PALU, MERCUSUAR – Kecurangan dan pelanggaran yang berpotensi terjadi pada proses kontestasi demokrasi seperti Pemilihan Kepala Daerah (Pilkada), disebut dapat menggerus kualitas demokrasi. Olehnya, diperlukan pengawasan yang ketat agar potensi tersebut tidak terjadi.
Hal itu disampaikan Direktur Perkumpulan Indonesia Memilih (PIM), Rusli Attaqi, pada kegiatan Sekolah Pemilu dan Demokrasi yang digelar PIM di Kantor Badan Pengawas Pemilu (Bawaslu) Provinsi Sulteng, Minggu (13/9/2020).
Menurutnya, gerak individu dan komunitas dapat berkontribusi meningkatkan kualitas demokrasi, dengan berkolaborasi bersama para pengawas dalam melakukan pencegahan pelanggaran, serta melaporkan pelanggaran kepada Bawaslu atau jajarannya.
Hal itu, kata dia, menjadi salah satu poin strategis penyelenggaraan Sekolah Pemilu dan Demokrasi, yang digelar bekerja sama dengan Jaringan Advokasi untuk Keadilan (JATI Center) dan Bawaslu Sulteng. “Pertama, mendekatkan pengawasan pemilihan dalam kehidupan sosial. Berupa menciptakan simpul pengawasan potensial di lapisan masyarakat,” kata Rusli.
Menurutnya, jika dikonsolidasikan secara tepat maka individu dan komunitas sosial akan menjadi kekuatan besar membantu kerja-kerja penyelenggara pengawasan, khususnya Bawaslu. Kehadiran individu dan komunitas potensial ini, menjadi kekuatan besar yang sinergi dengan kerja-kerja pengawasan pemilihan. “Pengawas pemilihan memiliki jumlah sumber daya terbatas, ditambah waktu penanganan pelanggaran yang singkat, serta wilayah pengawasan yang luas, tentu menyulitkan kegiatan pengawasan langsung dan melekat,” jelasnya.
Poin strategis kedua, lanjutnya, adalah mempertahankan integritas dan kapasitas pemilih. Melalui pola materi pendidikan yang diberikan kepada peserta, dapat menghasilkan lulusan potensial menjadi kader pengawas pemilihan di daerah masing-masing daerah. “Spesifiknya, memiliki integritas dan kapasitas memadai dalam pelaksanaan kerja-kerja penyelenggaraan pemilihan, khususnya berkolaborasi dalam pengawasan pemilu mewujudkan keadilan pemilu,” jelasnya.
Terkait integritas dan kapasitas individu yang telah dibina, ia berharap dapat menjadi bibit kristal untuk menyebar hingga membentuk kekuatan sosial masyarakat.
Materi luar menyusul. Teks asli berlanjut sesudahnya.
//! Application configuration for PlanIndex.
//!
//! User config lives at `~/.planindex/planindex.toml`.
//! CLI flags override config file values, which override defaults.

use std::path::{Path, PathBuf};
use std::time::Duration;

use serde::{Deserialize, Serialize};

use crate::error::{PlanIndexError, Result};

/// Default configuration file name.
const CONFIG_FILE_NAME: &str = "planindex.toml";

/// Default config directory name under the user's home.
const CONFIG_DIR_NAME: &str = ".planindex";

// ---------------------------------------------------------------------------
// Config structs (matching planindex.toml schema)
// ---------------------------------------------------------------------------

/// Top-level application config, deserialized from TOML.
#[derive(Debug, Clone, Default, Serialize, Deserialize)]
pub struct AppConfig {
    /// Database location.
    #[serde(default)]
    pub database: DatabaseConfig,

    /// Pipeline scheduling knobs.
    #[serde(default)]
    pub processing: ProcessingSection,

    /// Analysis oracle endpoint and budgets.
    #[serde(default)]
    pub oracle: OracleConfig,

    /// Oracle-call retry policy.
    #[serde(default)]
    pub retry: RetrySection,

    /// Live progress delivery.
    #[serde(default)]
    pub progress: ProgressSection,

    /// HTTP control surface.
    #[serde(default)]
    pub server: ServerConfig,
}

/// `[database]` section.
#[derive(Debug, Clone, Serialize, Deserialize)]
pub struct DatabaseConfig {
    /// Path to the libSQL database file.
    #[serde(default = "default_db_path")]
    pub path: String,
}

impl Default for DatabaseConfig {
    fn default() -> Self {
        Self {
            path: default_db_path(),
        }
    }
}

fn default_db_path() -> String {
    "~/.planindex/planindex.db".into()
}

/// `[processing]` section.
#[derive(Debug, Clone, Serialize, Deserialize)]
pub struct ProcessingSection {
    /// Width of the Pass 1 worker pool.
    #[serde(default = "default_concurrency")]
    pub concurrency: usize,

    /// How many times an orphaned page is re-queued before it is given up on.
    #[serde(default = "default_max_page_retries")]
    pub max_page_retries: u32,
}

impl Default for ProcessingSection {
    fn default() -> Self {
        Self {
            concurrency: default_concurrency(),
            max_page_retries: default_max_page_retries(),
        }
    }
}

fn default_concurrency() -> usize {
    5
}
fn default_max_page_retries() -> u32 {
    3
}

/// `[oracle]` section.
#[derive(Debug, Clone, Serialize, Deserialize)]
pub struct OracleConfig {
    /// Base URL of an OpenAI-compatible chat completions API.
    #[serde(default = "default_base_url")]
    pub base_url: String,

    /// Name of the env var holding the API key (never store the key itself).
    #[serde(default = "default_api_key_env")]
    pub api_key_env: String,

    /// Model identifier sent with every request.
    #[serde(default = "default_model")]
    pub model: String,

    #[serde(default = "default_temperature")]
    pub temperature: f32,

    /// Output budget for a normal request.
    #[serde(default = "default_max_output_tokens")]
    pub max_output_tokens: u32,

    /// Output budget for the one retry after a truncated response.
    #[serde(default = "default_extended_max_output_tokens")]
    pub extended_max_output_tokens: u32,

    /// Per-request HTTP timeout.
    #[serde(default = "default_timeout_secs")]
    pub timeout_secs: u64,
}

impl Default for OracleConfig {
    fn default() -> Self {
        Self {
            base_url: default_base_url(),
            api_key_env: default_api_key_env(),
            model: default_model(),
            temperature: default_temperature(),
            max_output_tokens: default_max_output_tokens(),
            extended_max_output_tokens: default_extended_max_output_tokens(),
            timeout_secs: default_timeout_secs(),
        }
    }
}

fn default_base_url() -> String {
    "https://openrouter.ai/api/v1/".into()
}
fn default_api_key_env() -> String {
    "OPENROUTER_API_KEY".into()
}
fn default_model() -> String {
    "google/gemini-2.0-flash-001".into()
}
fn default_temperature() -> f32 {
    0.2
}
fn default_max_output_tokens() -> u32 {
    4096
}
fn default_extended_max_output_tokens() -> u32 {
    16384
}
fn default_timeout_secs() -> u64 {
    120
}

/// `[retry]` section.
#[derive(Debug, Clone, Serialize, Deserialize)]
pub struct RetrySection {
    /// Total attempts per oracle call, including the first.
    #[serde(default = "default_max_attempts")]
    pub max_attempts: u32,

    /// Delay before the second attempt; doubles after each failure.
    #[serde(default = "default_base_delay_ms")]
    pub base_delay_ms: u64,
}

impl Default for RetrySection {
    fn default() -> Self {
        Self {
            max_attempts: default_max_attempts(),
            base_delay_ms: default_base_delay_ms(),
        }
    }
}

fn default_max_attempts() -> u32 {
    3
}
fn default_base_delay_ms() -> u64 {
    1000
}

/// `[progress]` section.
#[derive(Debug, Clone, Serialize, Deserialize)]
pub struct ProgressSection {
    /// Events buffered per project before slow subscribers start losing the oldest.
    #[serde(default = "default_channel_capacity")]
    pub channel_capacity: usize,

    /// Idle interval after which subscribers get a keepalive.
    #[serde(default = "default_keepalive_secs")]
    pub keepalive_secs: u64,
}

impl Default for ProgressSection {
    fn default() -> Self {
        Self {
            channel_capacity: default_channel_capacity(),
            keepalive_secs: default_keepalive_secs(),
        }
    }
}

fn default_channel_capacity() -> usize {
    100
}
fn default_keepalive_secs() -> u64 {
    30
}

/// `[server]` section.
#[derive(Debug, Clone, Serialize, Deserialize)]
pub struct ServerConfig {
    #[serde(default = "default_bind")]
    pub bind: String,
}

impl Default for ServerConfig {
    fn default() -> Self {
        Self {
            bind: default_bind(),
        }
    }
}

fn default_bind() -> String {
    "127.0.0.1:8787".into()
}

// ---------------------------------------------------------------------------
// Runtime config (merged from config + CLI flags)
// ---------------------------------------------------------------------------

/// Runtime pipeline configuration.
#[derive(Debug, Clone)]
pub struct ProcessingConfig {
    /// Pass 1 worker pool width.
    pub concurrency: usize,
    /// Page-level retry budget for the orphan sweep.
    pub max_page_retries: u32,
}

impl Default for ProcessingConfig {
    fn default() -> Self {
        Self::from(&AppConfig::default())
    }
}

impl From<&AppConfig> for ProcessingConfig {
    fn from(config: &AppConfig) -> Self {
        Self {
            concurrency: config.processing.concurrency.max(1),
            max_page_retries: config.processing.max_page_retries,
        }
    }
}

/// Runtime retry configuration for oracle calls.
#[derive(Debug, Clone)]
pub struct RetryConfig {
    pub max_attempts: u32,
    pub base_delay: Duration,
}

impl Default for RetryConfig {
    fn default() -> Self {
        Self::from(&AppConfig::default())
    }
}

impl From<&AppConfig> for RetryConfig {
    fn from(config: &AppConfig) -> Self {
        Self {
            max_attempts: config.retry.max_attempts.max(1),
            base_delay: Duration::from_millis(config.retry.base_delay_ms),
        }
    }
}

// ---------------------------------------------------------------------------
// Config loading
// ---------------------------------------------------------------------------

/// Get the path to the config directory (`~/.planindex/`).
pub fn config_dir() -> Result<PathBuf> {
    let home = dirs::home_dir()
        .ok_or_else(|| PlanIndexError::config("could not determine home directory"))?;
    Ok(home.join(CONFIG_DIR_NAME))
}

/// Get the path to the config file (`~/.planindex/planindex.toml`).
pub fn config_file_path() -> Result<PathBuf> {
    Ok(config_dir()?.join(CONFIG_FILE_NAME))
}

/// Load the application config from disk. Returns defaults if the file does not exist.
pub fn load_config() -> Result<AppConfig> {
    let path = config_file_path()?;

    if !path.exists() {
        tracing::debug!(?path, "config file not found, using defaults");
        return Ok(AppConfig::default());
    }

    load_config_from(&path)
}

/// Load the application config from a specific file path.
pub fn load_config_from(path: &Path) -> Result<AppConfig> {
    let content = std::fs::read_to_string(path).map_err(|e| PlanIndexError::io(path, e))?;

    toml::from_str(&content).map_err(|e| {
        PlanIndexError::config(format!("failed to parse {}: {e}", path.display()))
    })
}

/// Create the config directory and write a default config file.
/// Returns the path to the created file.
pub fn init_config() -> Result<PathBuf> {
    let dir = config_dir()?;
    std::fs::create_dir_all(&dir).map_err(|e| PlanIndexError::io(&dir, e))?;

    let path = dir.join(CONFIG_FILE_NAME);
    let config = AppConfig::default();
    let content =
        toml::to_string_pretty(&config).map_err(|e| PlanIndexError::config(e.to_string()))?;

    std::fs::write(&path, content).map_err(|e| PlanIndexError::io(&path, e))?;
    tracing::info!(?path, "created default config file");

    Ok(path)
}

/// Expand a leading `~/` against the home directory.
pub fn expand_home(path: &str) -> Result<PathBuf> {
    match path.strip_prefix("~/") {
        Some(rest) => {
            let home = dirs::home_dir()
                .ok_or_else(|| PlanIndexError::config("could not determine home directory"))?;
            Ok(home.join(rest))
        }
        None => Ok(PathBuf::from(path)),
    }
}

/// Read the oracle API key from the env var named in the config.
pub fn resolve_api_key(config: &AppConfig) -> Result<String> {
    let var_name = &config.oracle.api_key_env;
    match std::env::var(var_name) {
        Ok(val) if !val.is_empty() => Ok(val),
        _ => Err(PlanIndexError::config(format!(
            "oracle API key not found. Set the {var_name} environment variable."
        ))),
    }
}

/// Check that the oracle API key env var is set and non-empty.
pub fn validate_api_key(config: &AppConfig) -> Result<()> {
    resolve_api_key(config).map(|_| ())
}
Sosialisasi dapat dilakukan minimal di lingkungan keluarga terdekat, lalu menggelinding ke komunitas dan masyarakat. “Ketiga, perluasan jaringan sosialisasi. Peserta diutamakan para pegiat dan aktivis sosial, sehingga ilmu dan pengetahuan yang mereka dapatkan dapat terdistribusi langsung ke tengah komunitas mereka,” ujarnya lagi.
Selain itu, Rusli juga menerangkan, secara teknis kerja pengawasan pemilihan bisa dilakukan melalui media-media yang akrab dan digemari khalayak ramai, dalam bentuk media elektronik maupun media cetak termasuk media sosial.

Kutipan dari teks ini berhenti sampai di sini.